Background information
- Also known as: Shortcut to Newark
- Origin: Birmingham, Bromsgrove and Redditch, United Kingdom
- Genres: Pop punk
- Years active: 2003–2009
- Labels: Haddock Recordings Science
- Past members: Dave Warsop Dean Ashton Ade Preston Luke Johnson Mark Andrews
- Website: Official site

= Beat Union =

English pop-punk band (2003–2009)

Beat Union was a pop-punk band from Birmingham, Bromsgrove and Redditch, United Kingdom. They were formerly known as Shortcut to Newark. The group has garnered comparisons to Elvis Costello and The Jam, as well as pop punk groups like Green Day.

In 2006 the band toured the UK with Bedouin Soundclash and Zox.

Their lone album, Disconnected, was released on Science Records in April 2008. It was produced with the help of John Feldmann, producer and frontman of Goldfinger. Rolling Stone named their song "She Is the Gun" Song of the Day on 17 July 2008. The song also received rotation on BBC Radio 1, where it rose to #5 on the station's airplay charts.

After releasing the album, the group toured with Goldfinger and then played the 2008 Warped Tour in the U.S. A U.S. fall tour has been announced with Flogging Molly, followed by UK dates with Less Than Jake.

Beat Union split up in January 2009.

In August 2009, Luke Johnson was officially announced as Lostprophets new drummer, as a permanent member providing "it all works out".

Johnson is now the drummer for rock band Lowlives after previously playing with No Devotion.

Warsop now fronts the bands Sharp/Shock and NOT. He previously played in Suedehead who played at Coachella Festival and toured with Social Distortion. He also records and produces bands out of Strong Studios in SOCAL.

Preston went on to reform Farse. He also played in The King Blues, Mad Caddies and King Adora.

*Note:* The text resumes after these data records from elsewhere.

//! Human-readable renderings of an incident analysis.

use crate::analysis::blast_radius::Component;
use crate::detect::IncidentIntelligence;

const MAX_TIMELINE_LINES: usize = 20;

/// Format a duration in seconds as `45s`, `3m 20s` or `1h 5m`.
pub fn format_duration(secs: i64) -> String {
    let secs = secs.max(0);
    if secs < 60 {
        format!("{}s", secs)
    } else if secs < 3600 {
        format!("{}m {}s", secs / 60, secs % 60)
    } else {
        format!("{}h {}m", secs / 3600, (secs % 3600) / 60)
    }
}

fn names(components: &[Component]) -> String {
    if components.is_empty() {
        return "none".to_string();
    }
    components
        .iter()
        .map(|c| c.name.as_str())
        .collect::<Vec<_>>()
        .join(", ")
}

/// Multi-line plain-text report.
pub fn format_summary(intel: &IncidentIntelligence) -> String {
    let br = &intel.blast_radius;

    let Some(root) = &intel.root_cause else {
        let mut out = format!(
            "No incident detected ({} alert{}, none active)\n",
            intel.alert_count,
            if intel.alert_count == 1 { "" } else { "s" }
        );
        if !br.unaffected.is_empty() {
            out.push_str(&format!("Unaffected: {}\n", names(&br.unaffected)));
        }
        return out;
    };

    let mut out = format!("INCIDENT: {}\n\n", intel.headline());
    out.push_str(&format!(
        "Root cause:  alert {} ({} on {}, chart {})\n",
        root.alert_id, root.resource_type, root.host, root.chart
    ));
    out.push_str(&format!(
        "Confidence:  {}% ({})\n",
        root.confidence, intel.confidence_level
    ));
    out.push_str(&format!("Reasoning:   {}\n", root.reasoning));
    out.push_str(&format!(
        "Duration:    {} across {} alerts on {} host(s)\n",
        format_duration(intel.duration_secs),
        intel.alert_count,
        br.affected_hosts
    ));
    out.push_str("Evidence:\n");
    for line in &root.evidence {
        out.push_str(&format!("  - {}\n", line));
    }

    out.push_str("\nTimeline:\n");
    for entry in intel.timeline.entries().iter().take(MAX_TIMELINE_LINES) {
        let Some(alert) = intel.alert(entry.alert) else {
            continue;
        };
        out.push_str(&format!(
            "  +{:<8} {:<10} {:<20} {} {} on {}",
            format_duration(entry.since_start_secs),
            entry.event.to_string(),
            entry.alert_id,
            alert.resource_type,
            alert.status,
            alert.host
        ));
        if !entry.caused_by.is_empty() {
            let causes: Vec<&str> =
                entry.caused_by.iter().map(|c| c.alert_id.as_str()).collect();
            out.push_str(&format!("  <- {}", causes.join(", ")));
        }
        out.push('\n');
    }
    if intel.timeline.len() > MAX_TIMELINE_LINES {
        out.push_str(&format!(
            "  ... {} more\n",
            intel.timeline.len() - MAX_TIMELINE_LINES
        ));
    }

    if !intel.alternatives.is_empty() {
        out.push_str("\nAlternatives:\n");
        for (rank, alt) in intel.alternatives.iter().enumerate() {
            out.push_str(&format!(
                "  {}. {} ({} on {}) {}% ({})\n",
                rank + 2,
                alt.alert_id,
                alt.resource_type,
                alt.host,
                alt.confidence,
                alt.confidence_level()
            ));
        }
    }

    out.push_str("\nBlast radius:\n");
    out.push_str(&format!(
        "  Impact score: {}/100, cascade depth {}\n",
        br.impact_score, br.cascade_depth
    ));
    out.push_str(&format!("  Direct:       {}\n", names(&br.directly_affected)));
    out.push_str(&format!("  Indirect:     {}\n", names(&br.indirectly_affected)));
    out.push_str(&format!("  Unaffected:   {}\n", names(&br.unaffected)));
    out.push_str(&format!("  Recovery:     {}\n", br.recovery_estimate));

    out.push_str("\nRemediation:\n");
    let tiers = [
        ("Immediate", &intel.remediation.immediate),
        ("Short term", &intel.remediation.short_term),
        ("Long term", &intel.remediation.long_term),
    ];
    for (label, steps) in tiers {
        if steps.is_empty() {
            continue;
        }
        out.push_str(&format!("  {}:\n", label));
        for step in steps {
            out.push_str(&format!("    - {}\n", step));
        }
    }

    out
}

/// Compact Slack mrkdwn rendering.
pub fn format_slack(intel: &IncidentIntelligence) -> String {
    let Some(root) = &intel.root_cause else {
        return format!(
            ":white_check_mark: *No incident* ({} alerts, none active)",
            intel.alert_count
        );
    };
    let br = &intel.blast_radius;

    let mut out = format!(
        ":rotating_light: *Incident: {} {} on `{}`*\n",
        root.resource_type, root.status, root.host
    );
    out.push_str(&format!(
        "*Root cause:* `{}` ({}% confidence, {})\n",
        root.alert_id, root.confidence, intel.confidence_level
    ));
    out.push_str(&format!("> {}\n", root.reasoning));
    out.push_str(&format!(
        "*Impact:* {}/100 | *Depth:* {} | *Hosts:* {} | *Duration:* {}\n",
        br.impact_score,
        br.cascade_depth,
        br.affected_hosts,
        format_duration(intel.duration_secs)
    ));
    out.push_str(&format!("*Recovery:* {}\n", br.recovery_estimate));

    if !br.indirectly_affected.is_empty() {
        out.push_str(&format!("*Spread to:* {}\n", names(&br.indirectly_affected)));
    }

    if !intel.remediation.immediate.is_empty() {
        out.push_str("*Immediate actions:*\n");
        for step in &intel.remediation.immediate {
            out.push_str(&format!("• {}\n", step));
        }
    }

    if let Some(alt) = intel.alternatives.first() {
        out.push_str(&format!(
            "_Next most likely: `{}` ({} on {}, {}%)_\n",
            alt.alert_id, alt.resource_type, alt.host, alt.confidence
        ));
    }

    out
}

#[cfg(test)]
mod tests {
    use super::*;
    use crate::alert::ResourceType;
    use crate::analysis::fixtures::{clear, critical};
    use crate::detect::IncidentEngine;

    fn cascade() -> IncidentIntelligence {
        IncidentEngine::default().analyze(vec![
            critical("a", "h1", ResourceType::Memory, 0),
            critical("b", "h1", ResourceType::Disk, 60),
            critical("c", "h1", ResourceType::Cpu, 180),
        ])
    }

    #[test]
    fn test_format_duration() {
        assert_eq!(format_duration(45), "45s");
        assert_eq!(format_duration(200), "3m 20s");
        assert_eq!(format_duration(3900), "1h 5m");
        assert_eq!(format_duration(-5), "0s");
    }

    #[test]
    fn test_summary_covers_every_section() {
        let summary = format_summary(&cascade());
        assert!(summary.contains("INCIDENT: memory critical on h1"));
        assert!(summary.contains("Confidence:  100% (Very High)"));
        assert!(summary.contains("<- b"));
        assert!(summary.contains("Alternatives:"));
        assert!(summary.contains("Unaffected:   network, process"));
        assert!(summary.contains("Immediate:"));
        assert!(summary.contains("Recovery:"));
    }

    #[test]
    fn test_summary_without_incident() {
        let intel =
            IncidentEngine::default().analyze(vec![clear("ok", "h1", ResourceType::Cpu, 0)]);
        let summary = format_summary(&intel);
        assert!(summary.starts_with("No incident detected (1 alert, none active)"));
    }

    #[test]
    fn test_summary_layout() {
        let summary = format_summary(&cascade());
        let lines: Vec<&str> = summary.lines().collect();
        assert_eq!(lines[0], "INCIDENT: memory critical on h1");
        assert_eq!(lines[1], "");
        assert!(lines[2].starts_with("Root cause:  alert a (memory on h1"));
        let timeline = lines.iter().position(|l| *l == "Timeline:").unwrap();
        assert_eq!(lines[timeline - 1], "");
        assert!(lines[timeline + 1].starts_with("  +0s"));
        assert!(lines[timeline + 2].ends_with("<- a"));
        assert!(summary.ends_with('\n'));
    }

    #[test]
    fn test_slack_rendering() {
        let slack = format_slack(&cascade());
        assert!(slack.starts_with(":rotating_light: *Incident: memory critical on `h1`*"));
        assert!(slack.contains("*Root cause:* `a`"));
        assert!(slack.contains("• "));
        assert!(slack.contains("_Next most likely: `b`"));

        let quiet = format_slack(&IncidentEngine::default().analyze(vec![]));
        assert!(quiet.contains("*No incident*"));
    }
}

Ashton played in Farse with Preston. He joined The King Blues and recorded 3 albums with them and then spent 5 years playing bass with NWOBHM band Diamond Head.

==Lineup==
- Dave Warsop – Lead Vocals, Guitar (Shooter McGavin/Shortcut To Newark/Suedehead/Sharp Shock)
- Luke Johnson (aka Jocko Johnson) – Drums (Shooter McGavin/Shortcut To Newark/Amen/Lostprophets)
- Dean Ashton – Guitar, Backup Vocals (Shooter McGavin/Shortcut To Newark/Farse/The King Blues/Diamond Head)
- Ade Preston – Bass, Backup Vocals (Farse/The High Society/The King Blues)

==Discography==
- As Shooter McGavin
- "Saving The Day" 7-inch – Boss Tuneage (2001)
- "Split with Dugong" 7-inch – Rock 'Em Dead Records (2001)

- As Shortcut to Newark
- "Heads in Hands Heads in Half" 7-inch EP – Boss Tuneage (2003)
- Gearing Up for Getting Down CD – (Suckapunch Records (2006)

- As Beat Union
- "She Is The Gun" 7-inch/CD – Haddock Recordings (2007)
- Disconnected CD – Science Records (2008)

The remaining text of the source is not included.